Which is true? And why do I have the Beatles tune stuck in my head?
[nitpick] It should be Cardinal Maxwell’s Silver Hammer, since it won’t be the Pope wielding it. (However, if someone were to bonk me on the head with a silver hammer and then ask me if I were dead, I’d be inclined to snatch the thing out of their hands and give them a whallop with it.)
Well, you have to remember that at one time, there was a fear of people being buried alive, and it wouldn’t do to stick God’s right hand man in the ground before his time, so I’m sure that the idea of the hammer came about as a way to rule out the possibility that the Pope was merely in a deep state of unconsciousness (which was poorly understood for most of human history). The reason it’s silver is no doubt you wouldn’t want a “base” metal like iron or aluminum coming into contact with a man as holy as the Pope.
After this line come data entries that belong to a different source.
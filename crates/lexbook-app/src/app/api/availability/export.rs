use lexbook_schedule::export::{CalendarExport, export_slot};
use lexbook_schedule::rule::DEFAULT_MAX_DATES;
use lexbook_schedule::time::parse_time;
use lexbook_schedule::{DayOfWeek, RepeatInput};
use salvo::http::StatusCode;
use salvo::writing::Json;
use salvo::{Depot, Request, Response, Router, handler};
use serde::{Deserialize, Serialize};

use super::{render_app_error, render_error};
use crate::error::AppResult;
use crate::schedule_handler::{ScheduleContext, get_schedule_from_depot};

/// Largest number of dates listed alongside an exported rule.
const MAX_EXPORT_DATES: usize = 366;

/// ## Summary
/// Calendar export request payload
#[derive(Debug, Serialize, Deserialize)]
pub struct ExportRequest {
    pub day_of_week: String,
    pub start_time: String,
    #[serde(flatten)]
    pub repeat: RepeatInput,
    #[serde(default)]
    pub max_dates: Option<usize>,
}

fn build_export(body: &ExportRequest, schedule: &ScheduleContext) -> AppResult<CalendarExport> {
    let day: DayOfWeek = body.day_of_week.parse()?;
    let start = parse_time(&body.start_time)?;
    let rule = body.repeat.parse_rule()?;
    let max_dates = body
        .max_dates
        .filter(|max| *max > 0)
        .unwrap_or(DEFAULT_MAX_DATES)
        .min(MAX_EXPORT_DATES);

    Ok(export_slot(day, rule, start, schedule.today(), max_dates)?)
}

/// ## Summary
/// POST /api/availability/export - Describe a weekly slot as an RFC 5545 `RRULE`
///
/// Unlike the preview, input is decoded strictly.
///
/// ## Errors
/// Returns HTTP 400 if the body is malformed, the weekday or start time is
/// unknown, the repeat value cannot be decoded, or the end date precedes the
/// first occurrence.
#[handler]
async fn export_handler(req: &mut Request, depot: &mut Depot, res: &mut Response) {
    let body: ExportRequest = match req.parse_json().await {
        Ok(body) => body,
        Err(e) => {
            tracing::debug!(error = ?e, "Failed to parse export request");
            render_error(res, StatusCode::BAD_REQUEST, "Invalid request body");
            return;
        }
    };

    let result = get_schedule_from_depot(depot).and_then(|schedule| build_export(&body, &schedule));
    match result {
        Ok(export) => {
            tracing::debug!(rrule = %export.rrule, dtstart = %export.dtstart, "Exported weekly slot");
            res.render(Json(export));
        }
        Err(e) => render_app_error(res, &e),
    }
}

#[must_use]
pub fn routes() -> Router {
    Router::with_path("export").post(export_handler)
}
Presumably, they use more modern methods to determine if the Pope’s passed on, these days, and if they still do the silver hammer, it is merely ceremonial.
Your answer is appreciated, and yet I find it in part to be amusing. The pope is said to be the vicar of Christ, one who was flogged and nailed to a wooden cross, if you subscribe to the New Testament account of the matter, who spared not himself from shame and spitting. The type of metal makes a difference for the pope? :dubious:
It was assumed that if one was buried alive, he/she for sure went to hell because that person most likely cursed god for their fate. In fact, if something prevented a proper wake, the body couldn’t have a full christian burial.
And you can’t expect catholics to bonk the pope with a ball peen hammer, can you?